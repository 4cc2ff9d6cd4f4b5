use super::{Supplier, read_tree, tree_has};
use crate::{Partial, Path, Result, Value};

/// Serves a fixed in-memory tree.
///
/// Useful for programmatic defaults and for composing suppliers in tests.
///
/// ```rust
/// use confkit::{Partial, Path};
/// use confkit::supplier::{PartialSupplier, Supplier};
///
/// let mut defaults = Partial::new();
/// defaults.set("server.port", 8080)?;
///
/// let supplier = PartialSupplier::new(defaults);
/// assert!(supplier.has(Path::new("server.port")));
/// assert!(supplier.get(Path::root())?.as_partial().is_some());
/// # Ok::<(), confkit::Error>(())
/// ```
#[derive(Clone, Debug, Default)]
pub struct PartialSupplier {
    tree: Partial,
}

impl PartialSupplier {
    /// Creates a supplier over `tree`.
    #[must_use]
    pub fn new(tree: Partial) -> Self {
        Self { tree }
    }

    /// The served tree.
    #[must_use]
    pub fn tree(&self) -> &Partial {
        &self.tree
    }
}

impl From<Partial> for PartialSupplier {
    fn from(tree: Partial) -> Self {
        Self::new(tree)
    }
}

impl Supplier for PartialSupplier {
    fn has(&self, path: Path<'_>) -> bool {
        tree_has(&self.tree, path)
    }

    fn get(&self, path: Path<'_>) -> Result<Value> {
        read_tree(&self.tree, path)
    }
}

════════

All of the material above should be repeated word for word.

repository 4cc2ff9d6cd4f4b5
use super::{Supplier, read_tree, tree_has};
use crate::{Partial, Path, Result, Value};

/// Serves a fixed in-memory tree.
///
/// Useful for programmatic defaults and for composing suppliers in tests.
///
/// ```rust
/// use confkit::{Partial, Path};
/// use confkit::supplier::{PartialSupplier, Supplier};
///
/// let mut defaults = Partial::new();
/// defaults.set("server.port", 8080)?;
///
/// let supplier = PartialSupplier::new(defaults);
/// assert!(supplier.has(Path::new("server.port")));
/// assert!(supplier.get(Path::root())?.as_partial().is_some());
/// # Ok::<(), confkit::Error>(())
/// ```
#[derive(Clone, Debug, Default)]
pub struct PartialSupplier {
    tree: Partial,
}

impl PartialSupplier {
    /// Creates a supplier over `tree`.
    #[must_use]
    pub fn new(tree: Partial) -> Self {
        Self { tree }
    }

    /// The served tree.
    #[must_use]
    pub fn tree(&self) -> &Partial {
        &self.tree
    }
}

impl From<Partial> for PartialSupplier {
    fn from(tree: Partial) -> Self {
        Self::new(tree)
    }
}

impl Supplier for PartialSupplier {
    fn has(&self, path: Path<'_>) -> bool {
        tree_has(&self.tree, path)
    }

    fn get(&self, path: Path<'_>) -> Result<Value> {
        read_tree(&self.tree, path)
    }
}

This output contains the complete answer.